# Il Barca senza Messi squadra umana?



## Torros (7 Aprile 2016)

Quando Messi non è in condizione sono più umani e forse meno forti del Bayern.
Per quanto Neymar, Suarez o Iniesta siano forti non spostano come la pulce che incute timore sugli avversari tanto da costringerli a giocare in 11 dietro la porta per paura di essere infilati in contropiede. Messi poi ha un influenza totale, se cala lui calano tutti perché il Barca è dipendente da lui. Se dovessi fare un parallelo è un pò quello che succede al Psg con Di Maria, se non si accede El Fideo fanno ridere. 

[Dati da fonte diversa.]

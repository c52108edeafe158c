// Copyright 2025 eraflo
//
// Licensed under the Apache License, Version 2.0 (the "License");
// you may not use this file except in compliance with the License.
// You may obtain a copy of the License at
//
//     http://www.apache.org/licenses/LICENSE-2.0
//
// Unless required by applicable law or agreed to in writing, software
// distributed under the License is distributed on an "AS IS" BASIS,
// WITHOUT WARRANTIES OR CONDITIONS OF ANY KIND, either express or implied.
// See the License for the specific language governing permissions and
// limitations under the License.

//! Asset contracts consumed by the renderer.
//!
//! Only the texture contract carries behavior here; fonts and models are opaque
//! to the engine core and are described by the minimal metadata a backend needs
//! to decide whether a draw call is worth submitting.

pub mod texture;

pub use self::texture::{Texture, TextureError, TextureId, TextureInfo};

/// A font that the renderer can draw text with.
pub trait Font: std::fmt::Debug {
    /// The family or file name of the font.
    fn name(&self) -> &str;

    /// The distance between two baselines, in pixels.
    fn line_height(&self) -> f32;
}

/// A renderable 3D model.
pub trait Model: std::fmt::Debug {
    /// A human-readable name for the model.
    fn name(&self) -> &str;

    /// The number of vertices across all meshes of the model.
    fn vertex_count(&self) -> usize;
}
// Copyright 2025 eraflo
//
// Licensed under the Apache License, Version 2.0 (the "License");
// you may not use this file except in compliance with the License.
// You may obtain a copy of the License at
//
//     http://www.apache.org/licenses/LICENSE-2.0
//
// Unless required by applicable law or agreed to in writing, software
// distributed under the License is distributed on an "AS IS" BASIS,
// WITHOUT WARRANTIES OR CONDITIONS OF ANY KIND, either express or implied.
// See the License for the specific language governing permissions and
// limitations under the License.

//! Provides the public, backend-agnostic rendering contracts.
//!
//! This module defines the 'what' of rendering: the [`Renderer`] trait, the
//! backend identifiers and the error type. The 'how' lives in `vixen-infra`,
//! whose factory hands out exactly one concrete backend per game.

pub mod backend;
pub mod error;
pub mod traits;

pub use self::backend::{GraphicsBackend, UnknownBackend};
pub use self::error::RenderError;
pub use self::traits::{ClearFlags, FrameStats, Renderer, SharedRenderer};
// Copyright 2025 eraflo
//
// Licensed under the Apache License, Version 2.0 (the "License");
// you may not use this file except in compliance with the License.
// You may obtain a copy of the License at
//
//     http://www.apache.org/licenses/LICENSE-2.0
//
// Unless required by applicable law or agreed to in writing, software
// distributed under the License is distributed on an "AS IS" BASIS,
// WITHOUT WARRANTIES OR CONDITIONS OF ANY KIND, either express or implied.
// See the License for the specific language governing permissions and
// limitations under the License.

//! Renderer backends and the factory that picks one at startup.

mod common;
#[cfg(target_os = "windows")]
mod dx;
mod gl;

use std::cell::RefCell;
use std::rc::Rc;

use vixen_core::renderer::{GraphicsBackend, RenderError, SharedRenderer};

#[cfg(target_os = "windows")]
pub use self::dx::DxRenderer;
pub use self::gl::GlRenderer;

/// Creates the renderer for `backend`.
///
/// # Errors
/// Returns [`RenderError::UnsupportedBackend`] when the backend is not built
/// for the current platform (DirectX outside Windows).
pub fn create_renderer(backend: GraphicsBackend) -> Result<SharedRenderer, RenderError> {
    log::info!("Creating {backend} renderer.");
    match backend {
        GraphicsBackend::OpenGl => Ok(Rc::new(RefCell::new(GlRenderer::new()))),
        #[cfg(target_os = "windows")]
        GraphicsBackend::DirectX => Ok(Rc::new(RefCell::new(DxRenderer::new()))),
        #[cfg(not(target_os = "windows"))]
        GraphicsBackend::DirectX => {
            log::error!("The {backend} backend is only available on Windows.");
            Err(RenderError::UnsupportedBackend(backend))
        }
    }
}

/// Lists the backends this build can create, in order of preference.
pub fn available_backends() -> Vec<GraphicsBackend> {
    GraphicsBackend::ALL
        .into_iter()
        .filter(|backend| backend.is_available())
        .collect()
}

Tornando al Barca si è visto contro l'Atletico che finché non è entrato in scena l'arbitro i catalani con un Messi spento erano in difficoltà netta. Contro il Real lo stesso. Non è spiegabile con gli assist o i gol, ha altre armi al suo arco "invisibili". Innanzitutto ogni volta che il Barca si trova in difficoltà per via del pressing avversario la palla finisce quasi sempre a uno tra Messi e Iniesta, quando c'è bisogno di impostare contro squadre chiuse la palla finisce quasi sempre a Messi. Poi come ho detto la solo presenza di Messi quando è in forma costringe gli avversari a schiacciarsi nella loro area, altrimenti rischiano di beccarsi i contropiedi della pulce che in campo aperto è ancora più devastante che nello stretto. Quando era più atletico un pò di tempo fa era anche peggio, potevano fermarlo solo con i falli. Ricordo il gol contro il Real nel 2011 in semfinale di champions in cui ne salto 4 e andò in porta.


----------



## pazzomania (7 Aprile 2016)

Torros ha scritto:


> Quando Messi non è in condizione sono più umani e forse meno forti del Bayern.
> Per quanto Neymar, Suarez o Iniesta siano forti non spostano come la pulce che incute timore sugli avversari tanto da costringerli a giocare in 11 dietro la porta per paura di essere infilati in contropiede. Messi poi ha un influenza totale, se cala lui calano tutti perché il Barca è dipendente da lui. Se dovessi fare un parallelo è un pò quello che succede al Psg con Di Maria, se non si accede El Fideo fanno ridere.
> 
> Tornando al Barca si è visto contro l'Atletico che finché non è entrato in scena l'arbitro i catalani con un Messi spento erano in difficoltà netta. Contro il Real lo stesso. Non è spiegabile con gli assist o i gol, ha altre armi al suo arco "invisibili". Innanzitutto ogni volta che il Barca si trova in difficoltà per via del pressing avversario la palla finisce quasi sempre a uno tra Messi e Iniesta, quando c'è bisogno di impostare contro squadre chiuse la palla finisce quasi sempre a Messi. Poi come ho detto la solo presenza di Messi quando è in forma costringe gli avversari a schiacciarsi nella loro area, altrimenti rischiano di beccarsi i contropiedi della pulce che in campo aperto è ancora più devastante che nello stretto. Quando era più atletico un pò di tempo fa era anche peggio, potevano fermarlo solo con i falli. Ricordo il gol contro il Real nel 2011 in semfinale di champions in cui ne salto 4 e andò in porta.



Beh, palesemente. 
Quanti altri alieni calcistici conosci?


----------



## Milanforever26 (7 Aprile 2016)

Tutte le squadre per quanto forti dipendono dal loro fenomeno..specie se è uno come Messi

Il parallelo con Di Maria lo trovo senza senso..l'argentino del PSG è forte ma non sposta minimamente gli equilibri come Messi..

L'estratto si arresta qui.